The problem was that I couldn’t get high quality vegan cheese in our area. Nut-based cheeses are my favorite. I think they have the best flavor and consistency, but living in a small town, I’d either have to make my own or order it. I can and do make my own from scratch, and I highly recommend that. However, on those low-fuss nights, the last thing that I wanted was to soak cashews well in advance. The whole point was that I wanted something easy, and if I didn’t have to pay shipping costs, all the better.
So when I noticed that a grocery store near me was expanding their store and widening their options, the timing seemed right to contact them about carrying a nut-based cheese. I went to the store’s website, clicked to the contact page, and wrote in my preferred store location. In my message, I suggested three different brands of nut-based cheese (and my personal favorites): Miyoko’s Kitchen, Treeline, and Punk Rawk.
The manager got back to me almost immediately. He asked where I’d tried them in the past, and I emailed him with my blog reviews/ pictures. He called Miyoko’s Kitchen and Punk Rawk, but they were both closed for the day. Then he contacted Treeline. Later that afternoon he emailed to let me know that the store was going to get in every single flavor of Treeline cheese! I could hardly believe my luck! I’d hoped for maybe one or two flavors at best, and now I was getting every single one.
A few days later, the manager sent me an email when they arrived. I posted on Facebook about it, and some people chimed in that they didn’t realize how easy it was to put in requests at grocery stores. It’s something that I do pretty regularly, and while my success rate hasn’t been 100%, it probably has been about 80%, which isn’t too shabby! I’ve requested products from Field Roast, Gardein, Upton’s Naturals, Coconut Bliss, and more. Obviously every grocery store has vegan food. (It’s called the produce section.) But sometimes it’s nice to have the convenience, ease, and novelty of a ready-made product.
Plus, I think getting more vegan goods into stores is a win all around. Not only does it mean that those products will be available for the person who requested them, but it also means that people who might not otherwise be introduced to them will have a chance to try them and discover some compassionate alternatives.
Here are my 5 top tips for getting vegan specialty products in your grocery store:
1. At your store, seek out the person in charge of buying.
The number one way that I’ve gotten grocery stores to carry new products is by asking on their website. Most stores have a contact form or email available online with a way to contact the person in charge of purchasing. For example, each specific location of Whole Foods has their own page, and on the Hy-Vee website they will contact the specific manager to the location and department from their online form.
You can also contact the stores through their social media by posting on their Facebook page or tagging them on Twitter or Instagram. However, in my experience I’ve had the best luck by contacting the person in charge of purchasing directly instead of hoping that their social media person will relay the message.
2. Think outside of your natural grocery store.

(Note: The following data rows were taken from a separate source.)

//! CLI argument definitions using clap
//!
//! Commands:
//! - mysql-inspector [serve] --config <path>
//! - mysql-inspector report --config <path> [--limit N] [--demo]
//! - mysql-inspector check --config <path>

use std::num::NonZeroUsize;
use std::path::PathBuf;

use clap::{Parser, Subcommand};

use super::config::DEFAULT_CONFIG_PATH;
use crate::inspector::DEFAULT_LIMIT;

/// mysql-inspector - structural health reports for a MySQL schema
#[derive(Parser, Debug)]
#[command(name = "mysql-inspector")]
#[command(version, about, long_about = None)]
pub struct Cli {
    /// Defaults to `serve` when omitted
    #[command(subcommand)]
    pub command: Option<Command>,
}

#[derive(Subcommand, Debug, PartialEq, Eq)]
pub enum Command {
    /// Serve the dashboard and JSON endpoints
    Serve {
        /// Path to configuration file (defaults apply when it does not exist)
        #[arg(long, default_value = DEFAULT_CONFIG_PATH)]
        config: PathBuf,
    },

    /// Run every report once and print the results as JSON
    Report {
        /// Path to configuration file
        #[arg(long, default_value = DEFAULT_CONFIG_PATH)]
        config: PathBuf,

        /// Rows per ranked report
        #[arg(long, default_value_t = DEFAULT_LIMIT)]
        limit: NonZeroUsize,

        /// Use a built-in sample schema instead of connecting
        #[arg(long)]
        demo: bool,
    },

    /// Connect, ping, and print the connection target
    Check {
        /// Path to configuration file
        #[arg(long, default_value = DEFAULT_CONFIG_PATH)]
        config: PathBuf,
    },
}

impl Default for Command {
    fn default() -> Self {
        Command::Serve {
            config: PathBuf::from(DEFAULT_CONFIG_PATH),
        }
    }
}

impl Cli {
    pub fn parse_args() -> Self {
        Cli::parse()
    }

    /// The command to run, falling back to `serve`
    pub fn into_command(self) -> Command {
        self.command.unwrap_or_default()
    }
}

I often ask for products from my local Co-op, and over the years, they’ve gotten several of them. However, they’re smaller in size than some of the big, mainstream grocery stores. Since mainstream grocery stores have more space and buying power, they’re sometimes more able to take a risk on a niche product, where smaller stores don’t have the room. Plus, in a smaller store, each product needs to be selling well, or else it goes. In a bigger store, there seems to be more room for play.
Finally, when a natural product shows up in a mainstream store, that has the added benefit that people who don’t go to natural grocery stores will see it and perhaps buy it and love it. Most people I know don’t shop at organic, natural grocery stores, but they do shop at places like Target. So if I tell them that they can find vegan specialty products there, they’ll keep an eye out for them. (This isn’t to say that I’ve made requests at Target, but I think they’re a good example of a place where niche products have gone mainstream.) The more compassionate products that are available to people the more they will see them as a real alternative, and the better things are for the animals.

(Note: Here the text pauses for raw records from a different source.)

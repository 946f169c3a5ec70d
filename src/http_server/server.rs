//! # HTTP Server
//!
//! Combines the inspector, health and dashboard routes into one router.

use std::sync::Arc;

use axum::Router;
use tokio::net::TcpListener;
use tower_http::services::ServeFile;

use super::config::HttpServerConfig;
use super::inspector_routes::{inspector_routes, InspectorState};
use super::observability_routes::health_routes;
use crate::inspector::Inspector;
use crate::observability::{Event, Logger};

/// HTTP server for the inspector dashboard
pub struct HttpServer {
    config: HttpServerConfig,
    router: Router,
}

impl HttpServer {
    /// Create a server with default configuration
    pub fn new(inspector: Inspector) -> Self {
        Self::with_config(HttpServerConfig::default(), inspector)
    }

    /// Create a server with custom configuration
    pub fn with_config(config: HttpServerConfig, inspector: Inspector) -> Self {
        let router = Self::build_router(&config, inspector);
        Self { config, router }
    }

    fn build_router(config: &HttpServerConfig, inspector: Inspector) -> Router {
        let state = Arc::new(InspectorState::new(inspector));

        Router::new()
            // Health check at root level
            .merge(health_routes(state.clone()))
            // Report endpoints under /api
            .nest("/api", inspector_routes(state))
            // Dashboard page; 404 when the file is missing
            .route_service("/", ServeFile::new(&config.index_path))
    }

    /// Get the socket address
    pub fn socket_addr(&self) -> String {
        self.config.socket_addr()
    }

    /// Get the router (for testing)
    pub fn router(self) -> Router {
        self.router
    }

    /// Bind and serve until the listener fails
    pub async fn start(self) -> Result<(), std::io::Error> {
        let listener = TcpListener::bind(self.socket_addr()).await?;
        let local_addr = listener.local_addr()?;

        Logger::event(
            Event::ServerListening,
            &[
                ("addr", &local_addr.to_string()),
                ("index_path", &self.config.index_path),
            ],
        );

        axum::serve(listener, self.router).await?;

        Ok(())
    }
}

3. If one store says no, ask at another location of the same store.
Each manager and department head gets a voice in what sells at their particular location. So if you don’t get the results you want at one location of a chain, ask at another. I also like to ask at different locations, because I think if I keep asking the same person again and again, they may start to tune me out. By contacting different managers, I’m a new person making a new request.
4. If it’s something you really want, contact the manufacturer of the product and let them know that you’d like to have their product at your local store.
Many manufacturers have a website with forms and emails just for that purpose. If you tell the manufacturer where you live and what you’d like, they’re usually more than happy to contact the manager too and sometimes will offer samples to the manager, so that the manager can see if it would be a good fit for them.
5. If you get the product on your store’s shelves, let other people know the product is there.
Products will fall off the shelf never to be seen again if no one is buying them. Obviously I’m not saying that you need to start a full-on campaign to keep a product in a store, but if you know other people in your area will be equally excited that a vegan product is available, share it on Instagram, Twitter, Facebook, or when you see a fellow vegan in line at the grocery store. I’m always happy when other locals let me know that something is available and where to get it, and so why not give back in kind? Plus, it means that thing that you wanted has a higher likelihood of sticking around for a while.